→ **Data extracted from a collection**:
======

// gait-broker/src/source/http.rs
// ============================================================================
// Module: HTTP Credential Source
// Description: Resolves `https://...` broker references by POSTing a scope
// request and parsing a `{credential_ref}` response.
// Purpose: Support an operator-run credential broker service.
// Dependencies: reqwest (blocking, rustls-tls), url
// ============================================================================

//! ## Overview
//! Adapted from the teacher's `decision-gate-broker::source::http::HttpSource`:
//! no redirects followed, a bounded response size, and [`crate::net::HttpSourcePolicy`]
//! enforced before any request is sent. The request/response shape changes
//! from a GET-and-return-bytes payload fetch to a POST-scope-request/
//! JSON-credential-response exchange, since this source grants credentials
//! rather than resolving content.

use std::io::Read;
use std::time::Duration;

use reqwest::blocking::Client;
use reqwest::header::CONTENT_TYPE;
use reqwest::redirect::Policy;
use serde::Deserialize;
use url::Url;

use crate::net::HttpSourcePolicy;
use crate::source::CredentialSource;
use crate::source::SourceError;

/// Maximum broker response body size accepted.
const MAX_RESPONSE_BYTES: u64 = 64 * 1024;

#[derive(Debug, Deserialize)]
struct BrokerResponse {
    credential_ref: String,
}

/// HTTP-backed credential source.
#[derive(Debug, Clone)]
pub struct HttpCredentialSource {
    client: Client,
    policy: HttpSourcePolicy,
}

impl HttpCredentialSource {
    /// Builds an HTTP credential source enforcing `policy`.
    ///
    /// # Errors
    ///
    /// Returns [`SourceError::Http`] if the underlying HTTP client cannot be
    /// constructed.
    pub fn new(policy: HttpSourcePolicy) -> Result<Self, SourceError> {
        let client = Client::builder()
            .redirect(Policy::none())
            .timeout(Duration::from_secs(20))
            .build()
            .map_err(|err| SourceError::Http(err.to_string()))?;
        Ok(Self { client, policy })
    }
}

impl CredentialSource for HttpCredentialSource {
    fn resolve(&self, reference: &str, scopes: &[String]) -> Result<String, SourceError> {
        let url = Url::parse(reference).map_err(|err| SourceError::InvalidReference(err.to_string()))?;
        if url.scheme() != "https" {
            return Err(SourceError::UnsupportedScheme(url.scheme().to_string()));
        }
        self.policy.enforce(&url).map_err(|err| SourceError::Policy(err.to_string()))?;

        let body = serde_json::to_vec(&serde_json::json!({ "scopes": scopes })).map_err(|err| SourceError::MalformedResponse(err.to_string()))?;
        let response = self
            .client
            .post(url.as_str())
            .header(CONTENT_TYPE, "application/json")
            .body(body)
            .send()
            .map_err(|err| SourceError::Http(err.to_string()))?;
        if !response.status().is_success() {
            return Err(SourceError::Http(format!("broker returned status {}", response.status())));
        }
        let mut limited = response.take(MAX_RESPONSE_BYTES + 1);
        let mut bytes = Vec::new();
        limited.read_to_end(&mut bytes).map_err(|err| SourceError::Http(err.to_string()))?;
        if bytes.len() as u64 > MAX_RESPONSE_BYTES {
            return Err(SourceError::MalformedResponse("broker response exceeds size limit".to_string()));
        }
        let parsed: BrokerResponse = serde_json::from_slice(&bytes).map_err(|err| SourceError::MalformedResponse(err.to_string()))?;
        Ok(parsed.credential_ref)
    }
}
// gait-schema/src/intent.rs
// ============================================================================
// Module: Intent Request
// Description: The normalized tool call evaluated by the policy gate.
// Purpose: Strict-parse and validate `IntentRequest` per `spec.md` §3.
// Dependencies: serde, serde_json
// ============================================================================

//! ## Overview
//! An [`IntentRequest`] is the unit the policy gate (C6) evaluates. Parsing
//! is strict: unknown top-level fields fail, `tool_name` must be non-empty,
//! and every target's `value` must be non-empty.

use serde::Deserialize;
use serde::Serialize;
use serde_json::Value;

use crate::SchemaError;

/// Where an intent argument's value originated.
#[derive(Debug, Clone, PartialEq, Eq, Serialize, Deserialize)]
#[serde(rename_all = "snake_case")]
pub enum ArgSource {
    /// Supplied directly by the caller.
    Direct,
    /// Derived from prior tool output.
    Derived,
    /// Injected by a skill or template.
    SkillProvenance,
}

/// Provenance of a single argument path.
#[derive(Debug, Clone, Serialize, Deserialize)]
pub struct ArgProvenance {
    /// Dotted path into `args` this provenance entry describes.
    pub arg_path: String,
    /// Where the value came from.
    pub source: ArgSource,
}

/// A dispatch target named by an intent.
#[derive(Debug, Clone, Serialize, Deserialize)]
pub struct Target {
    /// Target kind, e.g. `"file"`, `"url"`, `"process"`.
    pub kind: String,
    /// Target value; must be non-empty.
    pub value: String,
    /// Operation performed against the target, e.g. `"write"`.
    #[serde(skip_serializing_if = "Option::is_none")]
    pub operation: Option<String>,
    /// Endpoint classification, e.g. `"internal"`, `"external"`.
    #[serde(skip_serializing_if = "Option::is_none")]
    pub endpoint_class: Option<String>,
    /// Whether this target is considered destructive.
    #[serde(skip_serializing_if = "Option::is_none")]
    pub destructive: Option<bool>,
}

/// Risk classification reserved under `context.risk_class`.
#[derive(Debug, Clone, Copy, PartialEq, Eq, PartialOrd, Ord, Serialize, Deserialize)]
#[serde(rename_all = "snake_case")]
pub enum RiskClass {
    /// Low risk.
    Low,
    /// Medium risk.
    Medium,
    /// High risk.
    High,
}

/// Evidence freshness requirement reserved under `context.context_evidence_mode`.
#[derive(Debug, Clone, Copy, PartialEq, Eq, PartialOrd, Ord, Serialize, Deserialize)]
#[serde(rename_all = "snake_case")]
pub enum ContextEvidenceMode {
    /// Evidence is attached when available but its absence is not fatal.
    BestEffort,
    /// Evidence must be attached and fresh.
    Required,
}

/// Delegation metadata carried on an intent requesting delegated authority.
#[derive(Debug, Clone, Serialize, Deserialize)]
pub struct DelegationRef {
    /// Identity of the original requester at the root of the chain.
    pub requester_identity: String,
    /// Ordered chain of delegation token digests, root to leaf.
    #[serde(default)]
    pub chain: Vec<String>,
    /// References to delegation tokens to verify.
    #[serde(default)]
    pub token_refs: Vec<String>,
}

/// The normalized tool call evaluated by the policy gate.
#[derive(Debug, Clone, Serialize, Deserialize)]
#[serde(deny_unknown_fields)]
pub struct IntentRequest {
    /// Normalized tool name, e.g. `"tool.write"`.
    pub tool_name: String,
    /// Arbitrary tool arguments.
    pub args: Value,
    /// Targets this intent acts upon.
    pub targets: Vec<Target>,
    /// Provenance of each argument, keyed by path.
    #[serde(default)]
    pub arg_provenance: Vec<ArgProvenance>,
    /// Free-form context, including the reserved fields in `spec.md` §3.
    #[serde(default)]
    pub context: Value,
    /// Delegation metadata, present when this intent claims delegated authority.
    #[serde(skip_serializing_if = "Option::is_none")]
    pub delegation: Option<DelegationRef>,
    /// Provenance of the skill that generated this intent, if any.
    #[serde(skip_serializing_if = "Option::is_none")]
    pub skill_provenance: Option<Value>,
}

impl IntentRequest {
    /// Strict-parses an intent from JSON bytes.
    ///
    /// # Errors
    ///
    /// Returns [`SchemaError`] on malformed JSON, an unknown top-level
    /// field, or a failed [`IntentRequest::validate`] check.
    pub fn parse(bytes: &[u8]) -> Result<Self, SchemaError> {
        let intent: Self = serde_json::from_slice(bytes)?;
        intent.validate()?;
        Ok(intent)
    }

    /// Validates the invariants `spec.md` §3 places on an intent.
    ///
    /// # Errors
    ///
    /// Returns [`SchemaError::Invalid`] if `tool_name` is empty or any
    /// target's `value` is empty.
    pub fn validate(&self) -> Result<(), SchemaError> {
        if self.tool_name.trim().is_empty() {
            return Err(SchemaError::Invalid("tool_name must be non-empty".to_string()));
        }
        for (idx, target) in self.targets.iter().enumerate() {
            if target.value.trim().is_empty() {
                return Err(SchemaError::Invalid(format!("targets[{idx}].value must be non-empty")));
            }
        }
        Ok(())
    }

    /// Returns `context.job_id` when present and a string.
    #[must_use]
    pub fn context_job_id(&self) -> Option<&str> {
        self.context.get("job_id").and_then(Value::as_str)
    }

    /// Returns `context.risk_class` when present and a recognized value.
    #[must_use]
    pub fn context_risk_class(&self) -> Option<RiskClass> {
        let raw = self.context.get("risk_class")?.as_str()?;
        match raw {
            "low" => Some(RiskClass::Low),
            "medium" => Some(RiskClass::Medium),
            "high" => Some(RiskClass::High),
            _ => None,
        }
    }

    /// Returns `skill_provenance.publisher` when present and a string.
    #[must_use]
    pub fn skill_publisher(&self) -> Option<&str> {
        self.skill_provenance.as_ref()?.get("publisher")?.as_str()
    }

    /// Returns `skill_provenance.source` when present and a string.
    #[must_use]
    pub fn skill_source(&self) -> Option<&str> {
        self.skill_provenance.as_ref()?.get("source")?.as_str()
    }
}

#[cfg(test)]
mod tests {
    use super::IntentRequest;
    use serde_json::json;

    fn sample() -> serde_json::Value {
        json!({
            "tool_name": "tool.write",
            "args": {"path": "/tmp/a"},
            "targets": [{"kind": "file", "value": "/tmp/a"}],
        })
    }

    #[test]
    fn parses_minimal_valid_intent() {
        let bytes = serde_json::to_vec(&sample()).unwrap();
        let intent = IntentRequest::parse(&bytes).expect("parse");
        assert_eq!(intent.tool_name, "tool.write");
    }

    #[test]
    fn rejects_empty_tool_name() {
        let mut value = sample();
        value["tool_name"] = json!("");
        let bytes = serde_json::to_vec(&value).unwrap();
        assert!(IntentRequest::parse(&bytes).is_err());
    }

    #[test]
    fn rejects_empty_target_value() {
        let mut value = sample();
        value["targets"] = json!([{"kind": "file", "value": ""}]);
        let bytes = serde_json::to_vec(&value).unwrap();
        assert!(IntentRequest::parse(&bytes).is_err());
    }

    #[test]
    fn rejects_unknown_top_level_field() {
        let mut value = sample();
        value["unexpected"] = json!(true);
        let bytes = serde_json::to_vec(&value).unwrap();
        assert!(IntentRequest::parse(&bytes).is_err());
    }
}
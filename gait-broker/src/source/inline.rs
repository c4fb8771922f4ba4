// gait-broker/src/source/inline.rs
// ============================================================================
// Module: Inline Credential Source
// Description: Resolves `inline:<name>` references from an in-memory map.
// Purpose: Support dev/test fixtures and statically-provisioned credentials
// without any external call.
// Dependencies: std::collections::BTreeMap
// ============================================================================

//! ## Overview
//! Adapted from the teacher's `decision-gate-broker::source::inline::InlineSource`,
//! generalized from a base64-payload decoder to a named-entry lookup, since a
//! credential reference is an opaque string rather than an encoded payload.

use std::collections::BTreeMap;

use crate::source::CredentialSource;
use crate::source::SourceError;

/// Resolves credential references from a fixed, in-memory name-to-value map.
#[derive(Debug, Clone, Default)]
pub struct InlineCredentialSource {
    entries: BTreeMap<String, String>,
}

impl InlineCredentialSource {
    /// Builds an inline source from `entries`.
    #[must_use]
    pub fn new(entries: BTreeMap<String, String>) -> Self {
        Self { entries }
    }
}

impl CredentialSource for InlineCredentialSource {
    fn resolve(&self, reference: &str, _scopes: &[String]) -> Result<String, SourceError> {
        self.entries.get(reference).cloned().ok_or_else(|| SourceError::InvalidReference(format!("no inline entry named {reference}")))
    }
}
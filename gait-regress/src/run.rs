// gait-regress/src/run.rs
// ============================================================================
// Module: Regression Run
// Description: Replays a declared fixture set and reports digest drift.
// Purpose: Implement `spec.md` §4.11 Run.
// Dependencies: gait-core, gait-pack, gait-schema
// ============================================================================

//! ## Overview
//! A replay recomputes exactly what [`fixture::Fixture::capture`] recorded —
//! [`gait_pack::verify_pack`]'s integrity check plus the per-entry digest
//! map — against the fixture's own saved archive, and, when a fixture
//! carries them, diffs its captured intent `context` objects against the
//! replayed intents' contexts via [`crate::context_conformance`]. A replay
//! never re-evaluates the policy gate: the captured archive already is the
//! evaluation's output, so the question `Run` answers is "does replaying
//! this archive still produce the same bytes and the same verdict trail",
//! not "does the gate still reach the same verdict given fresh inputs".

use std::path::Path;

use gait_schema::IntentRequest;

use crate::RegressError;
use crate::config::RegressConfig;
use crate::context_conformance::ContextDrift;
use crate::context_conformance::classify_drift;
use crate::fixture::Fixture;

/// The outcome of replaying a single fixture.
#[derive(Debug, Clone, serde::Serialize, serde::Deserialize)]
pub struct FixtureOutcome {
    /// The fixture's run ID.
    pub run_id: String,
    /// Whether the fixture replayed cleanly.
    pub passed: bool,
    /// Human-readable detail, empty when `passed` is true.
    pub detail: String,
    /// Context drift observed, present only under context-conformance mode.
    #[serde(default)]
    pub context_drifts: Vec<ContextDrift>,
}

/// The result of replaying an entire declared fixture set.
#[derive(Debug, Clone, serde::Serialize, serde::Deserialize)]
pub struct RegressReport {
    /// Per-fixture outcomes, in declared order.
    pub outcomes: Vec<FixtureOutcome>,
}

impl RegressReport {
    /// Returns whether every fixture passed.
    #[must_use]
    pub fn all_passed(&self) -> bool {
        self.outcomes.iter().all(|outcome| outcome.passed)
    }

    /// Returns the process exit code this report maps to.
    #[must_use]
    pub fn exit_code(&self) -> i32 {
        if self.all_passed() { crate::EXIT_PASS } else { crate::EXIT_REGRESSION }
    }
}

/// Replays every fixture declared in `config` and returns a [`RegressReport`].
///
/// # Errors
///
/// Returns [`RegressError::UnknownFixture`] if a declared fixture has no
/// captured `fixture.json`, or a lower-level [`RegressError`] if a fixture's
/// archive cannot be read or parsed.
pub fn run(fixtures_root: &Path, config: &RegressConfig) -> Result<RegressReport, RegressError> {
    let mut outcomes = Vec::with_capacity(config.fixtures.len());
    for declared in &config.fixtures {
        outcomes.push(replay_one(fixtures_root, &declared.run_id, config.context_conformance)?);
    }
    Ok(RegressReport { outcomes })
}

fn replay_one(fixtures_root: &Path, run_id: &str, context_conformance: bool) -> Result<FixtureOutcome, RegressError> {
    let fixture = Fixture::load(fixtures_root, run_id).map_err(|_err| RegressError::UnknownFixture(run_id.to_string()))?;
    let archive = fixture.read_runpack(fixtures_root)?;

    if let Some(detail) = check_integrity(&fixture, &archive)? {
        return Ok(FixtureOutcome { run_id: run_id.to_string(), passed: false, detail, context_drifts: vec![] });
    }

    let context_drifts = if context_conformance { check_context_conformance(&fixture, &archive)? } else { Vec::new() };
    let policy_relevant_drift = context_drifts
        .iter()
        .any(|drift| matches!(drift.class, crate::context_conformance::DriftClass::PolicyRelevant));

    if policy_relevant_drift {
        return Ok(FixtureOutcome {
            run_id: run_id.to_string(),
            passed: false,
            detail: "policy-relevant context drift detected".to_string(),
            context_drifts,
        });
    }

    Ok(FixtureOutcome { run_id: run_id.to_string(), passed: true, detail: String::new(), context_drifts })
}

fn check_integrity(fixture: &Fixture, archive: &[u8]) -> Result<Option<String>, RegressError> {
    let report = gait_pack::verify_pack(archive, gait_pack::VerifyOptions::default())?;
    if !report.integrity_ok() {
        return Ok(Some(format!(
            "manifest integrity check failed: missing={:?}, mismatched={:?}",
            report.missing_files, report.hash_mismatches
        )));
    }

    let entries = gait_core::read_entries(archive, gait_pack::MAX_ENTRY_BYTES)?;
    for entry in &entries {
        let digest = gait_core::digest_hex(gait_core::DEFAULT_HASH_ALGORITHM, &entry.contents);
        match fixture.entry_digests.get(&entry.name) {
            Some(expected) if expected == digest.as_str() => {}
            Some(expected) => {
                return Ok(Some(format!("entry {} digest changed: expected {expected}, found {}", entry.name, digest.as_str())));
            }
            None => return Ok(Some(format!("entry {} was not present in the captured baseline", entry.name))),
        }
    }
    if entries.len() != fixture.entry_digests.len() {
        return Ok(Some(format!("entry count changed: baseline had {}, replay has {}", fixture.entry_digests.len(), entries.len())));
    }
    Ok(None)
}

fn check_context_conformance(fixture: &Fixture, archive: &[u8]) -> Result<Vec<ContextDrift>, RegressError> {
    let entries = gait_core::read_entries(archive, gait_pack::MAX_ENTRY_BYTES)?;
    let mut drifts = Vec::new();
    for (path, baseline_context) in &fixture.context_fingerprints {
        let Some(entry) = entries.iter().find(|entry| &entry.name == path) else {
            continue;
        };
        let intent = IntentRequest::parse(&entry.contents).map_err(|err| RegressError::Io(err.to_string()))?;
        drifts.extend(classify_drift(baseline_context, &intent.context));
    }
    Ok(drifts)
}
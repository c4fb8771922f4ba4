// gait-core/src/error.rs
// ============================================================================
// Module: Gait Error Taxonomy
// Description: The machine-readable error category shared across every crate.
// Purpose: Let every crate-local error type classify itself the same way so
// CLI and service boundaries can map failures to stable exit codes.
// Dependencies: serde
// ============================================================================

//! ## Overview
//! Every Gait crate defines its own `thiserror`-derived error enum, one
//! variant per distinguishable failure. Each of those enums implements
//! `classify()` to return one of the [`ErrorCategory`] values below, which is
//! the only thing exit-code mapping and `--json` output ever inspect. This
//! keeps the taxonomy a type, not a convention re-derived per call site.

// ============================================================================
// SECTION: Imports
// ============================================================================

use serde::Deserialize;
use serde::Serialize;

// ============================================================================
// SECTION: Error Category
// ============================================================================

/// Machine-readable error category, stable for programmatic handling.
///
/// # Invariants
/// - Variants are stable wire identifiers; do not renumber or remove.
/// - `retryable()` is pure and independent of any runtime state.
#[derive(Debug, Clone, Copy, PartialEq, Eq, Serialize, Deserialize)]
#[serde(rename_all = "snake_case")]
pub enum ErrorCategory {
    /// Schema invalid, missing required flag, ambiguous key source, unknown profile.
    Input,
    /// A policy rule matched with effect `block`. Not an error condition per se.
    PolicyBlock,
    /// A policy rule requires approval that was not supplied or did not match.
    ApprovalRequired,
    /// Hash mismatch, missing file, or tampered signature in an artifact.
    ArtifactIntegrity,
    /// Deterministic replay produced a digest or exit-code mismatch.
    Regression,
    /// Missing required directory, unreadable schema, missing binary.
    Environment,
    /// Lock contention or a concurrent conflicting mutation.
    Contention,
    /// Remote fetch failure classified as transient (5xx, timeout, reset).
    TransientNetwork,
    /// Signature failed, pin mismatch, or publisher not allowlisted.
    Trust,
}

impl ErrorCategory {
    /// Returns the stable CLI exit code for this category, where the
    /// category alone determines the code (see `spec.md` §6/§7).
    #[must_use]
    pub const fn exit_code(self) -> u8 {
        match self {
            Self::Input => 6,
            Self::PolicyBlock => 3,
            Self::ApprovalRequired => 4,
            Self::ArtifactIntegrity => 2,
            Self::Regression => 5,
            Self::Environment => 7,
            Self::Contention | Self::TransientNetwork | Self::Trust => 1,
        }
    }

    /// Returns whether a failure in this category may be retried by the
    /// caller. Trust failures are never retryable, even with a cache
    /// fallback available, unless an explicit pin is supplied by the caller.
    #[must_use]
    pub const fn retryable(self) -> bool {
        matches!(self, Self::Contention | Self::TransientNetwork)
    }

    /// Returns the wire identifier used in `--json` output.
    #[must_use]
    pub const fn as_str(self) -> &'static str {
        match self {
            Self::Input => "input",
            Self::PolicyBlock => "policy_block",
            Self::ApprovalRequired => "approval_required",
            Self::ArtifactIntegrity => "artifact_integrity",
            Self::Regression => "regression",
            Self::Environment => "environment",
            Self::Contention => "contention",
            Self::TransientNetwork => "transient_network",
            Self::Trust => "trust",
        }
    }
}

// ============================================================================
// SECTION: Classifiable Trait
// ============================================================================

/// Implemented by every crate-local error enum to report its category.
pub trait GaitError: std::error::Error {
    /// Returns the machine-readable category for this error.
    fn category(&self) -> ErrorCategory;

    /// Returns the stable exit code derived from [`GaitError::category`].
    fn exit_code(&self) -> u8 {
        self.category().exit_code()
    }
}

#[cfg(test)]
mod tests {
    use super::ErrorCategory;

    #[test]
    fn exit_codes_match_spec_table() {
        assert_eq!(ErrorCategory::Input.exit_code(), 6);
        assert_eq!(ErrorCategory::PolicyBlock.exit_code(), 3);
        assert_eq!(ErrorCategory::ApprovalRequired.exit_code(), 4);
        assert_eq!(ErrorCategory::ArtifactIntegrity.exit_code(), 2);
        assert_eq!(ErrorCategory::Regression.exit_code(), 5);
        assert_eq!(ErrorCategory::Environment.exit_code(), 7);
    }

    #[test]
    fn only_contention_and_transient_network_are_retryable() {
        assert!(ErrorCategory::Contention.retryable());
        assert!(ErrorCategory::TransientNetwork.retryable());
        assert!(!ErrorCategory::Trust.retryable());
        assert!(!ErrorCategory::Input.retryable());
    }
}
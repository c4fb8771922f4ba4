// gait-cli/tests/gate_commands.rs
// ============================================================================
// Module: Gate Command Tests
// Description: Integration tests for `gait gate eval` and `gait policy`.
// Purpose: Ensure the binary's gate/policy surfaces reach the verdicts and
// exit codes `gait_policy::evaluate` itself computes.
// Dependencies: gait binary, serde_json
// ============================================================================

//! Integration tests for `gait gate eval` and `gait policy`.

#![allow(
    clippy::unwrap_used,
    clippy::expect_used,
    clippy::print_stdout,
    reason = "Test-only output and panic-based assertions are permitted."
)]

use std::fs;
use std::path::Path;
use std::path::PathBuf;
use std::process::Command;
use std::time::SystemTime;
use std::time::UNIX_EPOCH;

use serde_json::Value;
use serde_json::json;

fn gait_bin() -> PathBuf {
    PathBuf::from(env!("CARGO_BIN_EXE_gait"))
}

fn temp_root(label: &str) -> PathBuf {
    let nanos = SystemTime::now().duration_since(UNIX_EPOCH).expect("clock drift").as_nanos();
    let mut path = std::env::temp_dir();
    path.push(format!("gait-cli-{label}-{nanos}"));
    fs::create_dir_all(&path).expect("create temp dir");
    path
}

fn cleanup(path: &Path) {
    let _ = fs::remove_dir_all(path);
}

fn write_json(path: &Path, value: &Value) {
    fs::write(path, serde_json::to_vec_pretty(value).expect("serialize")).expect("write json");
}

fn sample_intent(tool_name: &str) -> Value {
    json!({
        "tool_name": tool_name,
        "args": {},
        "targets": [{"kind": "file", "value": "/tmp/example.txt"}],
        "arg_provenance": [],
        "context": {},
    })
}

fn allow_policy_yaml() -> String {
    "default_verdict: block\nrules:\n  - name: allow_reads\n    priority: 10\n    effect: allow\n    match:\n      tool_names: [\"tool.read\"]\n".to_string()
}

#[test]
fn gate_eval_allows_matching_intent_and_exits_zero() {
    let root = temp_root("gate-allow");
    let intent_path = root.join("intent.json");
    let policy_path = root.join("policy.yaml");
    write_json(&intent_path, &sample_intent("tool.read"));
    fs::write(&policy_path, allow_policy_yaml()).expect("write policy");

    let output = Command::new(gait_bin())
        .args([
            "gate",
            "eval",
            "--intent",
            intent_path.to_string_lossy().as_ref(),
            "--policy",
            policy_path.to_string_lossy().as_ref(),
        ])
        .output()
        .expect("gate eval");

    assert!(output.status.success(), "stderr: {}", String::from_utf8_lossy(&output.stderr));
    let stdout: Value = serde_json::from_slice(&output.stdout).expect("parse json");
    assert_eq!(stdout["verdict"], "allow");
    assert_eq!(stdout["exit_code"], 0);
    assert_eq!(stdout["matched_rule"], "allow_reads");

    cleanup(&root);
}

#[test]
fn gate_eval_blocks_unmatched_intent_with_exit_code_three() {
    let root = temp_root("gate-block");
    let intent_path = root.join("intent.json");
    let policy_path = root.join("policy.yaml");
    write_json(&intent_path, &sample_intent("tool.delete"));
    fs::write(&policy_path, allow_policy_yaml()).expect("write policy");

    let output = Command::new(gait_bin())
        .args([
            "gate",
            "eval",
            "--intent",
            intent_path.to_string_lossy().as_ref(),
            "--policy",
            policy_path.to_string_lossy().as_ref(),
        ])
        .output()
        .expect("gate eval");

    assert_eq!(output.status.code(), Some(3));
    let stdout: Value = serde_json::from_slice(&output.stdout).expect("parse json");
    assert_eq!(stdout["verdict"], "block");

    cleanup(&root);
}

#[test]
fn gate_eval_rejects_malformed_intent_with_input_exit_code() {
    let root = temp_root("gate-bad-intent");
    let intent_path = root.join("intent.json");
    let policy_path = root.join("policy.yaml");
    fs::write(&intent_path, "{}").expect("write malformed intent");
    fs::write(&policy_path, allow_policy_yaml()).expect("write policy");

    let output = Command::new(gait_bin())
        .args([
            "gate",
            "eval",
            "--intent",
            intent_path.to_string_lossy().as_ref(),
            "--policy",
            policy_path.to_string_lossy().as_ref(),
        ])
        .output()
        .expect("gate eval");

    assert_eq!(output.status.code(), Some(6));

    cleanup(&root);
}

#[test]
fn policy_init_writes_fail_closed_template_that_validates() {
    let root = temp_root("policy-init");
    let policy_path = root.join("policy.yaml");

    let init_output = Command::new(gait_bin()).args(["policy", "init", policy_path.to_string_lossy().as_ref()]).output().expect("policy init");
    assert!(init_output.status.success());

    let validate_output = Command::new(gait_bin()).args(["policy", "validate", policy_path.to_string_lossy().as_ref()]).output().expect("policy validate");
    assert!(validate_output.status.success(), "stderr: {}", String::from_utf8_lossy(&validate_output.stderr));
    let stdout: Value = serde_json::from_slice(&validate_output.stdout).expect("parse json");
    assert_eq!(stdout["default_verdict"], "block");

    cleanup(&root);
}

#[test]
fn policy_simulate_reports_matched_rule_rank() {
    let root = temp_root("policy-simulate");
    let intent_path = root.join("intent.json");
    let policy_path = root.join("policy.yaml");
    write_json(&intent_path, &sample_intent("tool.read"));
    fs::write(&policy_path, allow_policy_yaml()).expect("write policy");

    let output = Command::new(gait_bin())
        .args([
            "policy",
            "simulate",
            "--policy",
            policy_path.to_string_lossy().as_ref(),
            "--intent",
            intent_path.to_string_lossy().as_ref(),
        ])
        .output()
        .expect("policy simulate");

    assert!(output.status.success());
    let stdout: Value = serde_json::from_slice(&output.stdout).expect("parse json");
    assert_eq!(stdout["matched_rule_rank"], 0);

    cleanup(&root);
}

======

→ **Requirement**: Find and copy each line above holding "push".

→ **Exercise solution**:
        outcomes.push(replay_one(fixtures_root, &declared.run_id, config.context_conformance)?);
    path.push(format!("gait-cli-{label}-{nanos}"));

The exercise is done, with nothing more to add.